Task:
Find the lines below that include the word "paths" and state how many there are, adding nothing.

**** The input ****

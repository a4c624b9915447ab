use std::fs;
use std::path::Path;

use crate::cli::ColorChoice;
use crate::config::{ConfigLoader, FileConfigLoader, LoadResult};
use crate::output::{ColorMode, print_warning};

#[must_use]
pub(crate) const fn color_choice_to_mode(choice: ColorChoice) -> ColorMode {
    match choice {
        ColorChoice::Auto => ColorMode::Auto,
        ColorChoice::Always => ColorMode::Always,
        ColorChoice::Never => ColorMode::Never,
    }
}

/// Load configuration, honoring `--config` and `--no-config`.
///
/// # Errors
/// Returns an error if the config file cannot be read or parsed.
pub(crate) fn load_config(config_path: Option<&Path>, no_config: bool) -> crate::Result<LoadResult> {
    if no_config {
        if let Some(path) = config_path {
            print_warning(&format!(
                "--config {} is ignored because --no-config is set",
                path.display()
            ));
        }
        return Ok(LoadResult {
            config: crate::config::Config::default(),
            source: None,
        });
    }

    let loader = FileConfigLoader::new();
    config_path.map_or_else(|| loader.load(), |path| loader.load_from_path(path))
}

/// Write the report to `output_path`, or to stdout unless `quiet`.
///
/// # Errors
/// Returns an error if the output file cannot be written.
pub(crate) fn write_output(
    output_path: Option<&Path>,
    content: &str,
    quiet: bool,
) -> crate::Result<()> {
    if let Some(path) = output_path {
        fs::write(path, content)?;
    } else if !quiet {
        print!("{content}");
    }
    Ok(())
}

#[cfg(test)]
#[path = "context_tests.rs"]
mod tests;
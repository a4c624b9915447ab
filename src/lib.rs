pub mod checker;
pub mod cli;
pub mod commands;
pub mod config;
pub mod error;
pub mod output;
pub mod scanner;

pub use error::{PineGuardError, Result};

pub const EXIT_SUCCESS: i32 = 0;
/// Errors were found (or warnings, in strict mode).
pub const EXIT_ISSUES_FOUND: i32 = 1;
/// No matching files were found under the scanned paths.
pub const EXIT_NO_FILES: i32 = 1;
pub const EXIT_CONFIG_ERROR: i32 = 2;

#[cfg(test)]
#[path = "lib_tests.rs"]
mod tests;
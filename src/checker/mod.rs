//! Pine Script v6 compliance checks.
//!
//! [`check`] is pure: it never touches the filesystem and never fails. Absent
//! or unexpected patterns are reported as findings.

mod finding;
mod plot_scope;
mod result;
mod transp;
mod version;

pub use finding::{Finding, RuleId, Severity};
pub use plot_scope::{BlockState, PLOT_FUNCTIONS, PlotScopeTracker, check_plot_scope};
pub use result::{CheckOutcome, FileResult, RunSummary};
pub use transp::check_transp;
pub use version::{TARGET_VERSION, check_version, find_version};

/// Runs all checks over one document.
///
/// Findings are ordered by check: version directive, plot placement, then
/// deprecated parameters.
#[must_use]
pub fn check(lines: &[&str], full_text: &str) -> CheckOutcome {
    let mut outcome = CheckOutcome::default();

    if let Some(finding) = check_version(full_text) {
        outcome.push(finding);
    }
    for finding in check_plot_scope(lines) {
        outcome.push(finding);
    }
    if let Some(finding) = check_transp(full_text) {
        outcome.push(finding);
    }

    outcome
}

/// Splits `text` into lines on `'\n'` and runs [`check`].
#[must_use]
pub fn check_source(text: &str) -> CheckOutcome {
    let lines: Vec<&str> = text.split('\n').collect();
    check(&lines, text)
}

#[cfg(test)]
#[path = "mod_tests.rs"]
mod tests;
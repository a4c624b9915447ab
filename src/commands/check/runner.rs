use crate::EXIT_CONFIG_ERROR;
use crate::checker::{FileResult, RunSummary};
use crate::cli::{CheckArgs, Cli};
use crate::config::Config;
use crate::output::{
    ColorMode, JsonFormatter, OutputFormat, OutputFormatter, TextFormatter, display_path,
    print_error_full, print_note,
};
use crate::scanner::{DirectoryScanner, FileScanner, GlobFilter};

use super::check_exit::determine_exit_code;
use super::check_processing::process_files;
use crate::commands::context::{color_choice_to_mode, load_config, write_output};

#[must_use]
pub fn run_check(args: &CheckArgs, cli: &Cli) -> i32 {
    match run_check_impl(args, cli) {
        Ok(exit_code) => exit_code,
        Err(e) => {
            print_error_full(e.error_type(), &e.message(), None, e.suggestion());
            EXIT_CONFIG_ERROR
        }
    }
}

/// Run a check and return the process exit code.
///
/// # Errors
/// Returns an error for configuration problems, invalid globs, missing paths,
/// or a failure writing the report.
pub fn run_check_impl(args: &CheckArgs, cli: &Cli) -> crate::Result<i32> {
    // 1. Load configuration
    let loaded = load_config(args.config.as_deref(), cli.no_config)?;
    if cli.verbose >= 1 {
        match &loaded.source {
            Some(path) => print_note(&format!("using config {}", display_path(path))),
            None => print_note("no config file found, using defaults"),
        }
    }
    let mut config = loaded.config;

    // 2. Apply CLI argument overrides
    apply_cli_overrides(&mut config, args);

    // 3. Discover files
    let filter = GlobFilter::new(config.check.extensions.clone(), &config.scanner.exclude)?;
    let scanner = DirectoryScanner::with_gitignore(filter, config.scanner.gitignore);
    let files = scanner.scan_all(&args.paths)?;
    if cli.verbose >= 1 {
        print_note(&format!("found {} file(s) to check", files.len()));
    }

    // 4. Check each file in order
    let results = process_files(&files);

    // 5. Format and write output
    let color_mode = color_choice_to_mode(cli.color);
    let output = format_output(args.format, &results, color_mode, cli.verbose)?;
    write_output(args.output.as_deref(), &output, cli.quiet)?;

    // 6. Determine exit code
    let summary = RunSummary::from_results(&results);
    Ok(determine_exit_code(
        &summary,
        args.warn_only,
        config.check.strict,
    ))
}

/// Merge CLI flags into the loaded configuration. CLI wins.
pub fn apply_cli_overrides(config: &mut Config, args: &CheckArgs) {
    if let Some(ref extensions) = args.ext {
        config.check.extensions.clone_from(extensions);
    }

    config.scanner.exclude.extend(args.exclude.iter().cloned());

    if args.gitignore {
        config.scanner.gitignore = true;
    }

    if args.strict {
        config.check.strict = true;
    }
}

/// Render results with the selected formatter.
///
/// # Errors
/// Returns an error if serialization fails.
pub fn format_output(
    format: OutputFormat,
    results: &[FileResult],
    color_mode: ColorMode,
    verbose: u8,
) -> crate::Result<String> {
    match format {
        OutputFormat::Text => TextFormatter::with_verbose(color_mode, verbose).format(results),
        OutputFormat::Json => JsonFormatter.format(results),
    }
}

****

Answer area:
3